Mal eine Frage von welchem Typ ist denn Dein Feld?
ist es ein String dann müstest Du es vermutlich umwandeln in BigDecimal.
ist es schon ein BigDecimal... dann würde ich es mal mit *BigDecimal.compareTo(BigDecimal nummer)* versuchen.

Grüße und gutes Gelingen

Takidoso

Nachtrag: vielleicht hilft Dir ja auch schon die equals-Mehtode weiter


----------



## MScalli (18. März 2009)

Das Feld das ich vergleichen will ist ein BigDecimal.
Und ich will einfach abfragen ob der wert 0 ist.
Aber irgendwie geht das nicht.
0 nimmt er gar nicht und bei 0.00 komme ich nicht auf das gewünschte ergebnis.
heist ob jetzt 1.23 oder 0.00 drin steht er liefert immer das selbe zurück.

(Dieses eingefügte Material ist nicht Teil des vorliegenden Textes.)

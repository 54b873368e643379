use std::fmt;
use std::num::NonZeroU32;
use std::sync::Arc;
use std::time::Duration;

use governor::{DefaultDirectRateLimiter, Quota, RateLimiter as GovernorRateLimiter};
use rand::{Rng, rng};

use crate::error::ConfigError;

type WaitFn = dyn Fn(u32) -> Option<Duration> + Send + Sync;

/// How long to wait before a given attempt (1-based).
#[derive(Clone)]
pub enum WaitStrategy {
    Fixed(Duration),
    RandomRange { min: Duration, max: Duration },
    /// `base * 2^(attempt - 1)`, optionally capped.
    Exponential { base: Duration, max: Option<Duration> },
    Custom(Arc<WaitFn>),
}

impl WaitStrategy {
    pub fn from_fn<F>(f: F) -> Self
    where
        F: Fn(u32) -> Option<Duration> + Send + Sync + 'static,
    {
        WaitStrategy::Custom(Arc::new(f))
    }

    pub fn random_range(min: Duration, max: Duration) -> Result<Self, ConfigError> {
        if min > max {
            return Err(ConfigError::InvalidWaitRange { min, max });
        }
        Ok(WaitStrategy::RandomRange { min, max })
    }

    /// `None` means no wait; a zero duration is treated the same way.
    pub fn wait_duration(&self, attempt: u32) -> Option<Duration> {
        let duration = match self {
            WaitStrategy::Fixed(duration) => Some(*duration),
            WaitStrategy::RandomRange { min, max } => {
                if min >= max {
                    Some(*min)
                } else {
                    Some(rng().random_range(*min..=*max))
                }
            }
            WaitStrategy::Exponential { base, max } => {
                let exponent = attempt.saturating_sub(1).min(31);
                let delay = base.saturating_mul(1u32 << exponent);
                Some(max.map_or(delay, |cap| delay.min(cap)))
            }
            WaitStrategy::Custom(f) => f(attempt),
        };
        duration.filter(|duration| !duration.is_zero())
    }
}

impl fmt::Debug for WaitStrategy {
    fn fmt(&self, f: &mut fmt::Formatter<'_>) -> fmt::Result {
        match self {
            WaitStrategy::Fixed(duration) => f.debug_tuple("Fixed").field(duration).finish(),
            WaitStrategy::RandomRange { min, max } => f
                .debug_struct("RandomRange")
                .field("min", min)
                .field("max", max)
                .finish(),
            WaitStrategy::Exponential { base, max } => f
                .debug_struct("Exponential")
                .field("base", base)
                .field("max", max)
                .finish(),
            WaitStrategy::Custom(_) => f.write_str("Custom(..)"),
        }
    }
}

// The lower, the faster.
const MS_BETWEEN_REQ: Duration = Duration::from_millis(10);

pub struct RateLimiter {
    req_per_sec: DefaultDirectRateLimiter,
    ms_between_req: DefaultDirectRateLimiter,
}

impl RateLimiter {
    pub fn new(requests_per_second: u32) -> Result<Self, ConfigError> {
        let requests_per_second =
            NonZeroU32::new(requests_per_second).ok_or(ConfigError::InvalidRequestRate)?;
        // Limit to X total req/sec on average.
        let req_per_sec = GovernorRateLimiter::direct(Quota::per_second(requests_per_second));

        // No two requests closer than Y ms.
        let quota = Quota::with_period(MS_BETWEEN_REQ).ok_or(ConfigError::InvalidRequestRate)?;
        let ms_between_req = GovernorRateLimiter::direct(quota);

        Ok(RateLimiter {
            req_per_sec,
            ms_between_req,
        })
    }

    pub async fn wait_until_ready(&self) {
        // Order matters: the per-second quota admits bursts, the spacing
        // limiter then serialises them.
        self.req_per_sec.until_ready().await;
        self.ms_between_req.until_ready().await;
    }
}

impl fmt::Debug for RateLimiter {
    fn fmt(&self, f: &mut fmt::Formatter<'_>) -> fmt::Result {
        f.debug_struct("RateLimiter").finish_non_exhaustive()
    }
}

#[cfg(test)]
mod tests {
    use super::*;

    #[test]
    fn zero_wait_means_no_wait() {
        assert_eq!(WaitStrategy::Fixed(Duration::ZERO).wait_duration(1), None);
        assert_eq!(
            WaitStrategy::Fixed(Duration::from_millis(250)).wait_duration(3),
            Some(Duration::from_millis(250))
        );
    }

    #[test]
    fn exponential_wait_doubles_and_caps() {
        let strategy = WaitStrategy::Exponential {
            base: Duration::from_secs(1),
            max: Some(Duration::from_secs(5)),
        };
        assert_eq!(strategy.wait_duration(1), Some(Duration::from_secs(1)));
        assert_eq!(strategy.wait_duration(2), Some(Duration::from_secs(2)));
        assert_eq!(strategy.wait_duration(3), Some(Duration::from_secs(4)));
        assert_eq!(strategy.wait_duration(4), Some(Duration::from_secs(5)));
    }

    #[test]
    fn random_wait_stays_in_range() {
        let min = Duration::from_millis(100);
        let max = Duration::from_millis(200);
        let strategy = WaitStrategy::random_range(min, max).unwrap();
        for attempt in 1..20 {
            let wait = strategy.wait_duration(attempt).unwrap();
            assert!(wait >= min && wait <= max);
        }
        assert!(WaitStrategy::random_range(max, min).is_err());
    }

    #[test]
    fn custom_strategy_sees_attempt_index() {
        let strategy = WaitStrategy::from_fn(|attempt| {
            (attempt > 1).then(|| Duration::from_millis(u64::from(attempt) * 10))
        });
        assert_eq!(strategy.wait_duration(1), None);
        assert_eq!(strategy.wait_duration(3), Some(Duration::from_millis(30)));
    }

    #[test]
    fn rate_limiter_rejects_zero_rate() {
        assert!(RateLimiter::new(0).is_err());
        assert!(RateLimiter::new(5).is_ok());
    }

    #[tokio::test]
    async fn rate_limiter_admits_first_request_immediately() {
        let limiter = RateLimiter::new(80).unwrap();
        let started = std::time::Instant::now();
        limiter.wait_until_ready().await;
        assert!(started.elapsed() < Duration::from_secs(1));
    }
}
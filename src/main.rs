use anyhow::{Context, Result};
use dotenv::dotenv;
use log::{LevelFilter, info, warn};
use serde_json::{Value, json};
use yad2_scraper::{
    FieldFormat, Scraper, ScraperConfig, VehicleCategory, VehicleData, VehicleTag,
    VehiclesQueryFilters,
};

fn summarize_vehicle(vehicle: &VehicleData) -> Result<Value> {
    Ok(json!({
        "token": vehicle.token()?,
        "model": vehicle.model(FieldFormat::Text)?.map(|model| model.to_string()),
        "price": vehicle.price()?,
        "year": vehicle.year_of_production()?,
        "km": vehicle.km()?,
        "city": vehicle.city(FieldFormat::Text)?.map(|city| city.to_string()),
        "page_link": vehicle.page_link()?,
    }))
}

fn summarize_tag(tag: &VehicleTag) -> Value {
    json!({
        "model": tag.model(),
        "price": tag.price(),
        "year": tag.year().ok(),
        "hand": tag.hand().ok(),
        "page_link": tag.page_link(),
    })
}

#[tokio::main]
async fn main() -> Result<()> {
    dotenv().ok();
    env_logger::Builder::new()
        .filter_level(LevelFilter::Info)
        .parse_default_env()
        .init();

    let mut args = std::env::args().skip(1);
    let vehicle_category: VehicleCategory = args
        .next()
        .as_deref()
        .unwrap_or("cars")
        .parse()?;
    let page = args
        .next()
        .map(|page| page.parse::<u32>())
        .transpose()
        .context("page must be a positive number")?;

    let config = ScraperConfig::from_env().context("invalid scraper configuration")?;
    let mut scraper = Scraper::new(config)?;
    let filters = VehiclesQueryFilters {
        page,
        ..VehiclesQueryFilters::default()
    };

    let category = scraper
        .fetch_vehicle_category(vehicle_category, &filters)
        .await
        .with_context(|| format!("failed to fetch the {vehicle_category} category"))?;
    scraper.close();

    let summary = match category.load_next_data() {
        Some(next_data) => next_data
            .iterate_vehicles()?
            .map(|vehicle| summarize_vehicle(&vehicle))
            .collect::<Result<Vec<_>>>()?,
        None => {
            warn!("No hydration payload on the page, reading listing blocks instead");
            category.vehicle_tags().iter().map(summarize_tag).collect()
        }
    };

    info!("Found {} {vehicle_category} listings", summary.len());
    println!("{}", serde_json::to_string_pretty(&summary)?);
    Ok(())
}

ich müsste eigentlich nur TRUE zurück liefern wenn die Zahl 0.00 ist.
nur das erweist sich schwerer als man denkt


----------



## jeipack (18. März 2009)

Hi
Wieso 0.00 und nicht 0.0? Haben die BigDecimals in dem Feld $F{kart_menge10} die Auflösung von zwei Dezimalstellen?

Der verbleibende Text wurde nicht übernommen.